Gießen | Die Rettungsdienstwachen in Grünberg und Hungen werden zukünftig rund um die Uhr besetzt sein. Auch in Gießen werden 3 zusätzliche Fahrzeuge und mehr Personal im Einsatz sein. Dies ist ein Ergebnis der Anpassung des Bereichsplans für den Rettungsdienst im Landkreis Gießen. „Wir haben beschlossen, die vorgehaltenen Mittel des Rettungsdienstes zu erweitern, weil die Einsatzzahlen zeigen, dass dies erforderlich ist“ sagte Landrätin Anita Schneider über den entsprechenden Beschluss des Kreisausschusses. 400 Stunden zusätzlich werden die beiden Leistungserbringer (DRK Rettungsdienst Mittelhessen gGmbH und Johanniter-Unfall-Hilfe e.V.) ab sofort jede Woche im Dienst sein.

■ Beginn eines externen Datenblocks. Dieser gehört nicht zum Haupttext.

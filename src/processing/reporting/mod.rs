// 進捗報告・監視
//
// プロセッサー本体はこのトレイト越しにバッチの進行状況を通知する。

pub mod traits;
pub mod implementations;

// 公開API
pub use traits::*;
pub use implementations::{NoOpProgressReporter, TracingProgressReporter};
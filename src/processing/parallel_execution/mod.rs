// 並列実行機能
// セマフォで上限を設けたワーカープールによるチャンク処理とキャンセル制御

pub mod cancellation;
pub mod processor;
pub(crate) mod worker;

// 公開API
pub use cancellation::Deadline;
pub use processor::ChunkProcessor;
// Metrics - ロックフリーな処理統計

use serde::Serialize;
use std::sync::atomic::{AtomicU64, AtomicUsize, Ordering};

/// プロセッサーの累積統計
///
/// 全てのフィールドはアトミックで、ワーカーから同時に更新される。
/// カウンタはバッチ間でリセットされない。
#[derive(Debug, Default)]
pub struct ProcessorMetrics {
    completed: AtomicU64,
    failed: AtomicU64,
    active_workers: AtomicUsize,
    peak_active_workers: AtomicUsize,
    batches: AtomicU64,
}

impl ProcessorMetrics {
    pub fn new() -> Self {
        Self::default()
    }

    /// 成功したチャンクを記録
    pub fn record_completed(&self) {
        self.completed.fetch_add(1, Ordering::Relaxed);
    }

    /// 失敗したチャンクを記録
    pub fn record_failed(&self) {
        self.failed.fetch_add(1, Ordering::Relaxed);
    }

    /// 空でないバッチの開始を記録
    pub fn record_batch(&self) {
        self.batches.fetch_add(1, Ordering::Relaxed);
    }

    /// 実行中ワーカー数を増やし、ドロップ時に減らすガードを返す
    pub fn track_active_worker(&self) -> ActiveWorkerGuard<'_> {
        let active = self.active_workers.fetch_add(1, Ordering::AcqRel) + 1;
        self.peak_active_workers.fetch_max(active, Ordering::Relaxed);
        ActiveWorkerGuard { metrics: self }
    }

    /// 現時点のスナップショットを取得
    ///
    /// 各フィールドは個別に読み取るため、フィールド間の厳密な一貫性は保証しない。
    pub fn snapshot(&self) -> MetricsSnapshot {
        MetricsSnapshot {
            completed: self.completed.load(Ordering::Relaxed),
            failed: self.failed.load(Ordering::Relaxed),
            active_workers: self.active_workers.load(Ordering::Acquire),
            peak_active_workers: self.peak_active_workers.load(Ordering::Relaxed),
            batches: self.batches.load(Ordering::Relaxed),
        }
    }
}

/// 実行中ゲージを管理するRAIIガード
///
/// 変換処理がパニックしてもゲージが戻るようにドロップで減算する。
pub struct ActiveWorkerGuard<'a> {
    metrics: &'a ProcessorMetrics,
}

impl Drop for ActiveWorkerGuard<'_> {
    fn drop(&mut self) {
        self.metrics.active_workers.fetch_sub(1, Ordering::AcqRel);
    }
}

/// 統計のスナップショット
#[derive(Debug, Clone, Copy, Default, PartialEq, Eq, Serialize)]
pub struct MetricsSnapshot {
    pub completed: u64,
    pub failed: u64,
    pub active_workers: usize,
    pub peak_active_workers: usize,
    pub batches: u64,
}

impl MetricsSnapshot {
    /// 終了したチャンクの合計
    pub fn finished(&self) -> u64 {
        self.completed + self.failed
    }

    /// 以前のスナップショットからの差分を計算
    ///
    /// バッチ単位の統計が必要な場合は実行前後のスナップショットを比較する。
    /// ゲージ系のフィールドは現在値をそのまま保持する。
    pub fn delta_since(&self, earlier: &MetricsSnapshot) -> MetricsSnapshot {
        MetricsSnapshot {
            completed: self.completed.saturating_sub(earlier.completed),
            failed: self.failed.saturating_sub(earlier.failed),
            active_workers: self.active_workers,
            peak_active_workers: self.peak_active_workers,
            batches: self.batches.saturating_sub(earlier.batches),
        }
    }
}
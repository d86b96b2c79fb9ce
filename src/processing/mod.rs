// チャンク並列処理のモジュール
// 機能別フォルダ構造によるアーキテクチャ

// コアモジュール
pub mod error;        // エラー型定義
pub mod types;        // データ構造定義
pub mod config;       // 設定管理
pub mod partition;    // チャンク分割
pub mod metrics;      // 処理統計

// 機能モジュール
pub mod reporting;          // 進捗報告
pub mod parallel_execution; // 並列実行

// 公開API - 各機能から再エクスポート
pub use config::{ChunkProcessorConfig, ErrorHandler, ResultHandler};
pub use error::{ChunkError, ChunkProcessorError, ProcessorResult};
pub use metrics::{MetricsSnapshot, ProcessorMetrics};
pub use parallel_execution::ChunkProcessor;
pub use reporting::{NoOpProgressReporter, ProgressReporter, TracingProgressReporter};
pub use types::{BatchSummary, ChunkOutcome};
use clap::{Parser, Subcommand};

#[derive(Parser)]
#[command(name = "chunk_pool")]
#[command(about = "Run batches through a bounded pool of chunk workers")]
#[command(version)]
pub struct Cli {
    #[command(subcommand)]
    pub command: Commands,
}

#[derive(Subcommand)]
pub enum Commands {
    /// Count even numbers in 0..ITEMS, one chunk per worker
    CountEvens {
        /// Number of integers to generate
        #[arg(short, long, default_value = "1000000")]
        items: u64,

        /// Maximum number of concurrent workers (defaults to the CPU count)
        #[arg(short, long)]
        workers: Option<usize>,

        /// Abort the batch after this many milliseconds
        #[arg(short, long)]
        timeout_ms: Option<u64>,

        /// Make the chunk with this index fail
        #[arg(long)]
        fail_chunk: Option<usize>,

        /// Run the transform on the blocking thread pool
        #[arg(long)]
        blocking: bool,

        /// Print the report as JSON
        #[arg(long)]
        json: bool,
    },
}
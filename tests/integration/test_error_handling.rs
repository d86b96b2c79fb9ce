// エラーハンドリングの統合テスト
#[path = "../fixtures/mod.rs"]
mod fixtures;

use chunk_pool::{
    CancellationToken, ChunkError, ChunkProcessor, ChunkProcessorConfig, ChunkProcessorError,
};
use fixtures::Recorder;

#[derive(Debug, thiserror::Error)]
#[error("negative value: {0}")]
struct NegativeValue(i64);

fn error_recording_processor(
    max_workers: usize,
    errors: &Recorder<usize>,
    results: &Recorder<i64>,
) -> ChunkProcessor<i64> {
    let error_sink = errors.clone();
    let result_sink = results.clone();
    let config = ChunkProcessorConfig::new()
        .with_max_workers(max_workers)
        .with_error_handler(move |error: &ChunkError| error_sink.push(error.chunk_index()))
        .with_result_handler(move |sum: &i64| result_sink.push(*sum));
    ChunkProcessor::new(config).unwrap()
}

#[test]
fn test_zero_workers_is_rejected() {
    let result = ChunkProcessor::<()>::new(ChunkProcessorConfig::new().with_max_workers(0));
    let error = result.unwrap_err();

    assert!(matches!(error, ChunkProcessorError::ConfigurationError { .. }));
    assert!(error.to_string().contains("max_workers"));
}

#[tokio::test(flavor = "multi_thread", worker_threads = 4)]
async fn test_partial_failure_still_returns_ok() {
    let errors = Recorder::new();
    let results = Recorder::new();
    let processor = error_recording_processor(4, &errors, &results);
    let token = CancellationToken::new();

    // 2番目のチャンクだけ負の値を含む
    let items: Vec<i64> = vec![1, 2, 3, -4, 5, 6, 7, 8];
    let summary = processor
        .process_in_chunks(&token, items, |chunk: Vec<i64>| async move {
            if let Some(negative) = chunk.iter().find(|v| **v < 0) {
                return Err(NegativeValue(*negative));
            }
            Ok(chunk.iter().sum::<i64>())
        })
        .await
        .expect("a failed chunk must not fail the batch");

    assert_eq!(summary.total_chunks, 4);
    assert_eq!(summary.succeeded(), 3);
    assert_eq!(summary.failed(), 1);

    assert_eq!(errors.entries(), vec![1]);
    let mut sums = results.entries();
    sums.sort();
    assert_eq!(sums, vec![3, 11, 15]);

    let error = summary.errors().next().unwrap();
    assert!(error.to_string().contains("negative value: -4"));

    let metrics = processor.metrics();
    assert_eq!(metrics.completed, 3);
    assert_eq!(metrics.failed, 1);
    assert_eq!(metrics.finished(), summary.total_chunks as u64);
}

#[tokio::test(flavor = "multi_thread", worker_threads = 4)]
async fn test_every_chunk_failing() {
    let errors = Recorder::new();
    let results = Recorder::new();
    let processor = error_recording_processor(3, &errors, &results);
    let token = CancellationToken::new();

    let summary = processor
        .process_in_chunks(&token, vec![-1i64; 9], |_chunk: Vec<i64>| async move {
            Err::<i64, _>(anyhow::anyhow!("always fails"))
        })
        .await
        .unwrap();

    assert_eq!(summary.failed(), 3);
    assert_eq!(results.len(), 0);
    let mut indices = errors.entries();
    indices.sort();
    assert_eq!(indices, vec![0, 1, 2]);
    assert_eq!(processor.metrics().failed, 3);
    assert_eq!(processor.metrics().completed, 0);
}

#[tokio::test(flavor = "multi_thread", worker_threads = 4)]
async fn test_panicking_chunk_is_isolated() {
    let errors = Recorder::new();
    let results = Recorder::new();
    let processor = error_recording_processor(3, &errors, &results);
    let token = CancellationToken::new();

    let summary = processor
        .process_in_chunks(&token, vec![1i64, 2, 3], |chunk: Vec<i64>| async move {
            if chunk[0] == 2 {
                panic!("unexpected value");
            }
            Ok::<_, anyhow::Error>(chunk[0])
        })
        .await
        .unwrap();

    assert_eq!(summary.succeeded(), 2);
    assert!(summary
        .errors()
        .any(|e| matches!(e, ChunkError::Panicked { index: 1, message } if message == "unexpected value")));
    assert_eq!(errors.entries(), vec![1]);

    // パニック後もパーミットとゲージは元に戻る
    assert_eq!(processor.available_permits(), 3);
    assert_eq!(processor.metrics().active_workers, 0);
    assert_eq!(processor.metrics().finished(), 3);
}

#[tokio::test(flavor = "multi_thread", worker_threads = 2)]
async fn test_blocking_transform_errors() {
    let errors = Recorder::new();
    let results = Recorder::new();
    let processor = error_recording_processor(2, &errors, &results);
    let token = CancellationToken::new();

    let summary = processor
        .process_in_chunks_blocking(&token, vec![5i64, -5], |chunk| {
            if chunk[0] < 0 {
                Err(NegativeValue(chunk[0]))
            } else {
                Ok(chunk[0])
            }
        })
        .await
        .unwrap();

    assert_eq!(summary.succeeded(), 1);
    assert_eq!(errors.entries(), vec![1]);
    assert_eq!(results.entries(), vec![5]);
}
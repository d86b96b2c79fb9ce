// チャンクプロセッサーの設定管理
//
// 設定は構築時に確定し、以後は変更できない。

use super::error::{ChunkError, ChunkProcessorError, ProcessorResult};
use super::reporting::{NoOpProgressReporter, ProgressReporter};
use std::fmt;
use std::sync::Arc;
use std::time::Duration;

/// 失敗したチャンクごとに呼ばれるハンドラー
pub type ErrorHandler = Arc<dyn Fn(&ChunkError) + Send + Sync>;

/// 成功したチャンクごとに呼ばれるハンドラー
pub type ResultHandler<R> = Arc<dyn Fn(&R) + Send + Sync>;

/// チャンクプロセッサーの設定
pub struct ChunkProcessorConfig<R> {
    max_workers: usize,
    error_handler: Option<ErrorHandler>,
    result_handler: Option<ResultHandler<R>>,
    reporter: Arc<dyn ProgressReporter>,
    timeout: Option<Duration>,
}

impl<R> ChunkProcessorConfig<R> {
    pub fn new() -> Self {
        Self::default()
    }

    pub fn with_max_workers(mut self, max_workers: usize) -> Self {
        self.max_workers = max_workers;
        self
    }

    pub fn with_error_handler<F>(mut self, handler: F) -> Self
    where
        F: Fn(&ChunkError) + Send + Sync + 'static,
    {
        self.error_handler = Some(Arc::new(handler));
        self
    }

    pub fn with_result_handler<F>(mut self, handler: F) -> Self
    where
        F: Fn(&R) + Send + Sync + 'static,
    {
        self.result_handler = Some(Arc::new(handler));
        self
    }

    pub fn with_reporter<P>(mut self, reporter: P) -> Self
    where
        P: ProgressReporter + 'static,
    {
        self.reporter = Arc::new(reporter);
        self
    }

    /// 全バッチに適用するタイムアウト
    pub fn with_timeout(mut self, timeout: Duration) -> Self {
        self.timeout = Some(timeout);
        self
    }

    pub fn max_workers(&self) -> usize {
        self.max_workers
    }

    pub fn error_handler(&self) -> Option<&ErrorHandler> {
        self.error_handler.as_ref()
    }

    pub fn result_handler(&self) -> Option<&ResultHandler<R>> {
        self.result_handler.as_ref()
    }

    pub fn reporter(&self) -> &Arc<dyn ProgressReporter> {
        &self.reporter
    }

    pub fn timeout(&self) -> Option<Duration> {
        self.timeout
    }

    /// 設定値の検証
    pub fn validate(&self) -> ProcessorResult<()> {
        if self.max_workers == 0 {
            return Err(ChunkProcessorError::configuration(
                "max_workers",
                "ワーカー数は1以上である必要があります",
            ));
        }

        if self.timeout == Some(Duration::ZERO) {
            return Err(ChunkProcessorError::configuration(
                "timeout",
                "タイムアウトは0より大きい必要があります",
            ));
        }

        Ok(())
    }
}

impl<R> Default for ChunkProcessorConfig<R> {
    fn default() -> Self {
        Self {
            max_workers: num_cpus::get().max(1),
            error_handler: None,
            result_handler: None,
            reporter: Arc::new(NoOpProgressReporter::new()),
            timeout: None,
        }
    }
}

impl<R> Clone for ChunkProcessorConfig<R> {
    fn clone(&self) -> Self {
        Self {
            max_workers: self.max_workers,
            error_handler: self.error_handler.clone(),
            result_handler: self.result_handler.clone(),
            reporter: self.reporter.clone(),
            timeout: self.timeout,
        }
    }
}

impl<R> fmt::Debug for ChunkProcessorConfig<R> {
    fn fmt(&self, f: &mut fmt::Formatter<'_>) -> fmt::Result {
        f.debug_struct("ChunkProcessorConfig")
            .field("max_workers", &self.max_workers)
            .field("error_handler", &self.error_handler.is_some())
            .field("result_handler", &self.result_handler.is_some())
            .field("timeout", &self.timeout)
            .finish()
    }
}
// CLI層 - コマンドライン引数の定義と処理
// ユーザーインターフェースとライブラリの橋渡し

pub mod args;
pub mod commands;

// 公開API
pub use args::*;
pub use commands::*;
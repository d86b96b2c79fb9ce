// Custom error types for chunk processing
// バッチ全体のエラーとチャンク単位のエラーを分けて定義

use thiserror::Error;

/// バッチ処理全体に関わるエラー型
///
/// チャンク単位の失敗はここには含まれない。
/// 個々の失敗は `ChunkError` としてハンドラーと `BatchSummary` に渡される。
#[derive(Error, Debug)]
pub enum ChunkProcessorError {
    #[error("処理がキャンセルされました")]
    Cancelled,

    #[error("処理がタイムアウトしました: {timeout_ms}ms")]
    DeadlineExceeded { timeout_ms: u64 },

    #[error("設定エラー: {field} - {reason}")]
    ConfigurationError { field: String, reason: String },

    #[error("ワーカープールが閉じられています")]
    PoolClosed,
}

impl ChunkProcessorError {
    /// タイムアウトエラーの作成
    pub fn deadline_exceeded(timeout: std::time::Duration) -> Self {
        Self::DeadlineExceeded {
            timeout_ms: timeout.as_millis() as u64,
        }
    }

    /// 設定エラーの作成
    pub fn configuration(field: impl Into<String>, reason: impl Into<String>) -> Self {
        Self::ConfigurationError {
            field: field.into(),
            reason: reason.into(),
        }
    }

    /// キャンセルまたはタイムアウトによる中断かどうか
    pub fn is_cancellation(&self) -> bool {
        matches!(self, Self::Cancelled | Self::DeadlineExceeded { .. })
    }
}

/// 単一チャンクの失敗
#[derive(Error, Debug)]
pub enum ChunkError {
    #[error("チャンク{index}の変換エラー: {source}")]
    Transform {
        index: usize,
        #[source]
        source: anyhow::Error,
    },

    #[error("チャンク{index}の処理中にパニックが発生しました: {message}")]
    Panicked { index: usize, message: String },
}

impl ChunkError {
    /// 変換エラーの作成
    pub fn transform(index: usize, source: impl Into<anyhow::Error>) -> Self {
        Self::Transform {
            index,
            source: source.into(),
        }
    }

    /// パニックペイロードからエラーを作成
    pub fn panicked(index: usize, payload: Box<dyn std::any::Any + Send>) -> Self {
        let message = if let Some(s) = payload.downcast_ref::<&str>() {
            (*s).to_string()
        } else if let Some(s) = payload.downcast_ref::<String>() {
            s.clone()
        } else {
            "unknown panic payload".to_string()
        };
        Self::Panicked { index, message }
    }

    /// 失敗したチャンクのインデックス
    pub fn chunk_index(&self) -> usize {
        match self {
            Self::Transform { index, .. } | Self::Panicked { index, .. } => *index,
        }
    }
}

pub type ProcessorResult<T> = std::result::Result<T, ChunkProcessorError>;
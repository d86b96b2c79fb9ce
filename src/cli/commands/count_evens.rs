use crate::processing::{
    partition, ChunkError, ChunkProcessor, ChunkProcessorConfig, MetricsSnapshot,
    TracingProgressReporter,
};
use anyhow::{Context, Result};
use serde::Serialize;
use std::time::Duration;
use tokio_util::sync::CancellationToken;

/// count-evensコマンドの実行オプション
#[derive(Debug, Clone, Default)]
pub struct CountEvensOptions {
    pub items: u64,
    pub workers: Option<usize>,
    pub timeout: Option<Duration>,
    pub fail_chunk: Option<usize>,
    pub blocking: bool,
}

/// count-evensコマンドの実行結果
#[derive(Debug, Serialize)]
pub struct CountEvensReport {
    pub total_items: usize,
    pub total_chunks: usize,
    pub chunk_size: usize,
    pub even_count: u64,
    pub succeeded: usize,
    pub failed: usize,
    pub elapsed_ms: u64,
    pub metrics: MetricsSnapshot,
}

/// 1チャンク分の偶数を数える
///
/// 入力は 0..N の連番なので、先頭要素からチャンク番号を逆算できる。
fn count_chunk(chunk: Vec<u64>, chunk_size: usize, fail_chunk: Option<usize>) -> Result<u64> {
    let index = chunk.first().map(|first| *first as usize / chunk_size.max(1));
    if index.is_some() && index == fail_chunk {
        anyhow::bail!("chunk {} rejected by --fail-chunk", index.unwrap_or_default());
    }
    Ok(chunk.into_iter().filter(|n| n % 2 == 0).count() as u64)
}

/// 偶数カウントのバッチを実行してレポートを返す
pub async fn run_count_evens(
    options: &CountEvensOptions,
    cancel: &CancellationToken,
) -> Result<CountEvensReport> {
    let mut config = ChunkProcessorConfig::new()
        .with_reporter(TracingProgressReporter::new())
        .with_error_handler(|error: &ChunkError| {
            tracing::warn!(chunk = error.chunk_index(), %error, "chunk failed");
        })
        .with_result_handler(|count: &u64| {
            tracing::debug!(count, "chunk counted");
        });
    if let Some(workers) = options.workers {
        config = config.with_max_workers(workers);
    }
    if let Some(timeout) = options.timeout {
        config = config.with_timeout(timeout);
    }

    let processor = ChunkProcessor::new(config).context("プロセッサーの作成に失敗しました")?;

    let total_items = usize::try_from(options.items).context("要素数が大きすぎます")?;
    let items: Vec<u64> = (0..options.items).collect();
    let chunk_size = partition::chunk_size(total_items, processor.max_workers());
    let fail_chunk = options.fail_chunk;

    let summary = if options.blocking {
        processor
            .process_in_chunks_blocking(cancel, items, move |chunk| {
                count_chunk(chunk, chunk_size, fail_chunk)
            })
            .await?
    } else {
        processor
            .process_in_chunks(cancel, items, move |chunk| async move {
                count_chunk(chunk, chunk_size, fail_chunk)
            })
            .await?
    };

    Ok(CountEvensReport {
        total_items: summary.total_items,
        total_chunks: summary.total_chunks,
        chunk_size: summary.chunk_size,
        even_count: summary.results().sum(),
        succeeded: summary.succeeded(),
        failed: summary.failed(),
        elapsed_ms: summary.elapsed.as_millis() as u64,
        metrics: processor.metrics(),
    })
}

/// count-evensコマンドを実行して結果を出力
///
/// Ctrl-Cでバッチをキャンセルする。
pub async fn execute_count_evens(options: CountEvensOptions, json: bool) -> Result<()> {
    let cancel = CancellationToken::new();
    let canceller = cancel.clone();
    tokio::spawn(async move {
        if tokio::signal::ctrl_c().await.is_ok() {
            tracing::info!("interrupt received, cancelling batch");
            canceller.cancel();
        }
    });

    let report = run_count_evens(&options, &cancel).await?;

    if json {
        println!("{}", serde_json::to_string_pretty(&report)?);
        return Ok(());
    }

    println!("✅ 処理完了!");
    println!("📊 処理結果:");
    println!("   - 要素数: {}", report.total_items);
    println!(
        "   - チャンク数: {} (サイズ {})",
        report.total_chunks, report.chunk_size
    );
    println!("   - 偶数の個数: {}", report.even_count);
    println!("   - 成功チャンク: {}", report.succeeded);
    println!("   - 失敗チャンク: {}", report.failed);
    println!("   - 最大同時実行数: {}", report.metrics.peak_active_workers);
    println!("   - 処理時間: {}ms", report.elapsed_ms);

    if report.failed > 0 {
        println!("⚠️  {}個のチャンクでエラーが発生しました", report.failed);
    }

    Ok(())
}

Insgesamt sind sie im Auftrag des Landkreises Gießen dann 2.964,5 Stunden pro Woche einsatzbereit.

In den vergangenen drei Jahren sind die Einsatzzahlen des Rettungsdienstes stets gestiegen. „Der bislang gültige Bereichsplan basiert auf Zahlen aus dem Jahr 2011 und davor. Im Jahr 2012 hatten wir rund 37.300 Rettungsdiensteinsätze, im Jahr 2014 weist die Statistik über 40.000 Einsätze aus“, erläutert die Landrätin die Notwendigkeit der Aufstockung. Zudem wurden die Hilfsfristen nicht mehr überall im Landkreis erreicht. Das heißt, dass Patienten in seltenen Fällen länger als zehn Minuten auf die Rettungskräfte warten mussten. Mit dem neu aufgestellten Bereichsplan werden sich die Hilfsfristen wieder einhalten lassen, ist sich die Landrätin sicher.